With that in mind, this RFC suggests that a couple of the most pressing items in the list can be addressed first: providing a mechanism to increase the size of the data corpora and improving coverage for OpenSearch data types. The solutions proposed below would alleviate the issues substantially in the short-term, but there will need to be on-going enhancements to these capabilities going forward as well.

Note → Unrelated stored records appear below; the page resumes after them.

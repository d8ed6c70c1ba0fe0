use amcore::{
    asset::AssetRef,
    branch::BranchListing,
    error::RepoError,
    repo::{
        RepoBackend,
        RepoHandle,
    },
};
use mockall::mock;
use std::path::{
    Path,
    PathBuf,
};

mock! {
    pub Backend {}

    impl RepoBackend for Backend {
        fn open(&self, location: &Path) -> Result<Box<dyn RepoHandle>, RepoError>;
    }
}

mock! {
    pub Handle {}

    impl RepoHandle for Handle {
        fn current_branch(&self) -> Result<String, RepoError>;
        fn list_branches(&self) -> Result<BranchListing, RepoError>;
        fn create_branch(&self, name: &str) -> Result<(), RepoError>;
        fn checkout_branch(&self, name: &str) -> Result<(), RepoError>;
        fn delete_branch(&self, name: &str) -> Result<(), RepoError>;
        fn resolve_asset_path(&self, asset: &AssetRef) -> Result<PathBuf, RepoError>;
        fn reset_index(&self) -> Result<(), RepoError>;
    }
}

/// A handle currently on `branch`, with every asset resolving under
/// `/workspace`.
pub fn mock_handle_on(branch: &'static str) -> MockHandle {
    let mut handle = MockHandle::new();
    handle.expect_current_branch()
        .times(1)
        .returning(move || Ok(branch.to_string()));
    handle.expect_resolve_asset_path()
        .returning(|asset| Ok(Path::new("/workspace").join(asset.relative_path())));
    handle
}
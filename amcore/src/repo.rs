pub mod traits;

pub use traits::{
    RepoBackend,
    RepoHandle,
};
use percent_encoding::{
    utf8_percent_encode,
    NON_ALPHANUMERIC,
};
use std::path::Path;

/// The `file://` URI of `path`, percent-encoded the way identifiers
/// arrive from the boundary.
pub fn encoded_file_uri(path: &Path) -> String {
    let path = path.to_string_lossy().replace('\\', "/");
    let uri = if path.starts_with('/') {
        format!("file://{path}")
    }
    else {
        format!("file:///{path}")
    };
    utf8_percent_encode(&uri, NON_ALPHANUMERIC).to_string()
}

pub fn encode(value: &str) -> String {
    utf8_percent_encode(value, NON_ALPHANUMERIC).to_string()
}
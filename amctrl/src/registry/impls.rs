use amcore::{
    error::RepoError,
    repo::RepoBackend,
    workspace::WorkspaceIdentifier,
};
use parking_lot::Mutex;
use std::{
    collections::HashMap,
    fmt,
    sync::Arc,
};

use crate::{
    error::CtrlError,
    handle::WorkspaceCtrl,
    policy::SwitchPolicy,
};
use super::{
    Registry,
    Slot,
};

impl fmt::Debug for Registry {
    fn fmt(&self, f: &mut fmt::Formatter<'_>) -> fmt::Result {
        f.debug_struct("Registry")
            .field("switch_policy", &self.switch_policy)
            .field("slots", &self.slots.lock().len())
            .finish()
    }
}

impl Registry {
    pub fn new(
        backend: impl RepoBackend + 'static,
        switch_policy: SwitchPolicy,
    ) -> Self {
        Self::with_backend(Arc::new(backend), switch_policy)
    }

    pub fn with_backend(
        backend: Arc<dyn RepoBackend>,
        switch_policy: SwitchPolicy,
    ) -> Self {
        Self {
            backend,
            switch_policy,
            slots: Mutex::new(HashMap::new()),
        }
    }

    pub fn switch_policy(&self) -> SwitchPolicy {
        self.switch_policy
    }

    /// Resolve a percent-encoded identifier, opening the repository on
    /// first use.
    pub fn find(&self, identifier: &str) -> Result<Arc<WorkspaceCtrl>, CtrlError> {
        self.find_identifier(WorkspaceIdentifier::decode(identifier)?)
    }

    pub fn find_identifier(
        &self,
        identifier: WorkspaceIdentifier,
    ) -> Result<Arc<WorkspaceCtrl>, CtrlError> {
        let slot = self.slots.lock()
            .entry(identifier.clone())
            .or_default()
            .clone();
        let mut entry = slot.lock();
        if let Some(workspace) = entry.as_ref() {
            return Ok(workspace.clone());
        }
        match self.open(&identifier) {
            Ok(workspace) => {
                *entry = Some(workspace.clone());
                Ok(workspace)
            }
            Err(e) => {
                drop(entry);
                self.discard_slot(&identifier, &slot);
                Err(e)
            }
        }
    }

    /// Forget the workspace for `identifier`; returns it if it was open.
    /// Callers that already hold it keep a working handle.
    pub fn evict(&self, identifier: &str) -> Result<Option<Arc<WorkspaceCtrl>>, CtrlError> {
        let identifier = WorkspaceIdentifier::decode(identifier)?;
        let slot = self.slots.lock().remove(&identifier);
        let workspace = slot.and_then(|slot| slot.lock().take());
        if workspace.is_some() {
            log::info!("evicted workspace {identifier}");
        }
        Ok(workspace)
    }

    /// Number of workspaces held, including any still being opened.
    pub fn len(&self) -> usize {
        self.slots.lock().len()
    }

    pub fn is_empty(&self) -> bool {
        self.slots.lock().is_empty()
    }

    pub fn identifiers(&self) -> Vec<WorkspaceIdentifier> {
        let mut result: Vec<_> = self.slots.lock().keys().cloned().collect();
        result.sort();
        result
    }

    fn open(
        &self,
        identifier: &WorkspaceIdentifier,
    ) -> Result<Arc<WorkspaceCtrl>, CtrlError> {
        let location = identifier.location();
        let repo = self.backend.open(&location)
            .map_err(|e| match e {
                RepoError::NotFound(_) => CtrlError::NotFound(identifier.clone()),
                e => e.into(),
            })?;
        let workspace = WorkspaceCtrl::new(identifier.clone(), repo, self.switch_policy)?;
        log::info!(
            "opened workspace {identifier} at {location:?} on branch `{}`",
            workspace.get_current_branch(),
        );
        Ok(Arc::new(workspace))
    }

    fn discard_slot(&self, identifier: &WorkspaceIdentifier, slot: &Slot) {
        let mut slots = self.slots.lock();
        let unused = slots.get(identifier)
            .map(|current| Arc::ptr_eq(current, slot))
            .unwrap_or(false)
            // a locked slot is being opened again by another caller
            && slot.try_lock().map(|entry| entry.is_none()).unwrap_or(false);
        if unused {
            slots.remove(identifier);
        }
    }
}
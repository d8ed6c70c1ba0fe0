use serde::{Deserialize, Serialize};

/// Branch names of a workspace.
///
/// Remote-tracking branches are listed as `<remote>/<name>`, e.g.
/// `origin/develop`; these are checked out by their short name
/// (`develop`), which creates the local branch tracking it.
#[derive(Clone, Debug, Default, PartialEq, Deserialize, Serialize)]
#[serde(rename_all = "camelCase")]
pub struct BranchListing {
    pub local: Vec<String>,
    pub remote: Vec<String>,
    pub total: usize,
    pub total_locals: usize,
    pub total_remotes: usize,
}

impl BranchListing {
    pub fn new(local: Vec<String>, remote: Vec<String>) -> Self {
        let total_locals = local.len();
        let total_remotes = remote.len();
        Self {
            local,
            remote,
            total: total_locals + total_remotes,
            total_locals,
            total_remotes,
        }
    }

    pub fn has_local(&self, name: &str) -> bool {
        self.local.iter().any(|n| n == name)
    }
}
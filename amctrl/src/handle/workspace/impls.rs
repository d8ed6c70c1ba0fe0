use amcore::{
    repo::RepoHandle,
    stage::Stage,
    workspace::WorkspaceIdentifier,
};
use parking_lot::Mutex;
use std::fmt;

use crate::{
    error::CtrlError,
    policy::SwitchPolicy,
};
use super::{
    WorkspaceCtrl,
    WorkspaceState,
};

impl fmt::Debug for WorkspaceCtrl {
    fn fmt(&self, f: &mut fmt::Formatter<'_>) -> fmt::Result {
        f.debug_struct("WorkspaceCtrl")
            .field("identifier", &self.identifier)
            .field("switch_policy", &self.switch_policy)
            .finish()
    }
}

impl WorkspaceCtrl {
    pub(crate) fn new(
        identifier: WorkspaceIdentifier,
        repo: Box<dyn RepoHandle>,
        switch_policy: SwitchPolicy,
    ) -> Result<Self, CtrlError> {
        let current_branch = repo.current_branch()?;
        Ok(Self {
            identifier,
            switch_policy,
            state: Mutex::new(WorkspaceState {
                repo,
                stage: Stage::new(),
                current_branch,
            }),
        })
    }

    pub fn identifier(&self) -> &WorkspaceIdentifier {
        &self.identifier
    }

    pub fn switch_policy(&self) -> SwitchPolicy {
        self.switch_policy
    }
}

The priorities of the items to tackle subsequently need to be evaluated and community feedback will be helpful in this regard.

Requirements

Here are the anticipated requirements for the two proposed areas of focus:

Increasing the size of the data corpora

The objective would be to provide a capability to increase the size of the data corpus associated with one workload initially; the timeseries workload http_logs is the proposed one
The user should be able to carry out performance tests with a data corpus in the size range of 100 GB to 250 GB, and perhaps larger.
Being able to control the timestamp sequence granularity in the generated documents will be helpful
Synthetic documents would be one possible approach, but duplication of the existing corpora will be a quick initial alternative
Queries that mesh with the generated timestamps will help control the subset of documents addressed in searches.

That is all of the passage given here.